Task requirements
Filter the entries, keeping every line with the word "providedFields".

── Task data

use axum::{extract::State, Json};
use serde::{Deserialize, Serialize};

use crate::domain::FeatureType;
use crate::engine::features::SubPopulationLookup;
use crate::error::{AppError, AppResult};
use crate::state::AppState;

#[derive(Debug, Deserialize)]
pub struct FeaturesForUserRequest {
    pub user_id: i64,
    #[serde(default)]
    pub organization_id: Option<i64>,
    pub feature_type: i32,
}

#[derive(Debug, Deserialize)]
pub struct FeaturesBySubPopulationRequest {
    pub sub_population_id: i64,
    pub feature_type: i32,
}

#[derive(Debug, Deserialize)]
pub struct SubPopulationRequest {
    pub user_id: i64,
    #[serde(default)]
    pub organization_id: Option<i64>,
}

#[derive(Debug, Serialize)]
pub struct FeaturesResponse {
    pub features: Vec<i64>,
    pub has_population: bool,
}

#[derive(Debug, Serialize)]
pub struct FeaturesDefinitionResponse {
    pub features: Vec<i64>,
    pub has_definition: bool,
}

#[derive(Debug, Serialize)]
pub struct SubPopulationResponse {
    pub sub_population_id: Option<i64>,
}

fn feature_type(raw: i32) -> AppResult<FeatureType> {
    FeatureType::from_i32(raw).ok_or_else(|| {
        AppError::bad_request(format!("Got unsupported value: {raw}"))
            .with_detail("providedFields", "feature_type")
    })
}

fn organization(request_org: Option<i64>) -> AppResult<i64> {
    request_org.filter(|id| *id > 0).ok_or_else(|| {
        AppError::bad_request("Got an empty value for organization_id.")
            .with_detail("providedFields", "organization_id")
    })
}

pub async fn get_eligible_features_for_user(
    State(state): State<AppState>,
    Json(payload): Json<FeaturesForUserRequest>,
) -> AppResult<Json<FeaturesResponse>> {
    let features = state
        .service
        .get_eligible_features_for_user(payload.user_id, feature_type(payload.feature_type)?)
        .await?;
    Ok(Json(FeaturesResponse {
        has_population: features.is_some(),
        features: features.unwrap_or_default(),
    }))
}

pub async fn get_eligible_features_for_user_and_org(
    State(state): State<AppState>,
    Json(payload): Json<FeaturesForUserRequest>,
) -> AppResult<Json<FeaturesResponse>> {
    let organization_id = organization(payload.organization_id)?;
    let features = state
        .service
        .get_eligible_features_for_user_and_org(
            payload.user_id,
            organization_id,
            feature_type(payload.feature_type)?,
        )
        .await?;
    Ok(Json(FeaturesResponse {
        has_population: features.is_some(),
        features: features.unwrap_or_default(),
    }))
}

pub async fn get_eligible_features_by_sub_population_id(
    State(state): State<AppState>,
    Json(payload): Json<FeaturesBySubPopulationRequest>,
) -> AppResult<Json<FeaturesDefinitionResponse>> {
    let features = state
        .service
        .get_eligible_features_by_sub_population_id(
            payload.sub_population_id,
            feature_type(payload.feature_type)?,
        )
        .await?;
    Ok(Json(FeaturesDefinitionResponse {
        has_definition: features.is_some(),
        features: features.unwrap_or_default(),
    }))
}

fn sub_population(lookup: SubPopulationLookup) -> Json<SubPopulationResponse> {
    Json(SubPopulationResponse {
        sub_population_id: lookup.sub_population_id,
    })
}

pub async fn get_sub_population_id_for_user(
    State(state): State<AppState>,
    Json(payload): Json<SubPopulationRequest>,
) -> AppResult<Json<SubPopulationResponse>> {
    let lookup = state
        .service
        .get_sub_population_id_for_user(payload.user_id)
        .await?;
    Ok(sub_population(lookup))
}

pub async fn get_sub_population_id_for_user_and_org(
    State(state): State<AppState>,
    Json(payload): Json<SubPopulationRequest>,
) -> AppResult<Json<SubPopulationResponse>> {
    let organization_id = organization(payload.organization_id)?;
    let lookup = state
        .service
        .get_sub_population_id_for_user_and_org(payload.user_id, organization_id)
        .await?;
    Ok(sub_population(lookup))
}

────

Your response
            .with_detail("providedFields", "feature_type")
            .with_detail("providedFields", "organization_id")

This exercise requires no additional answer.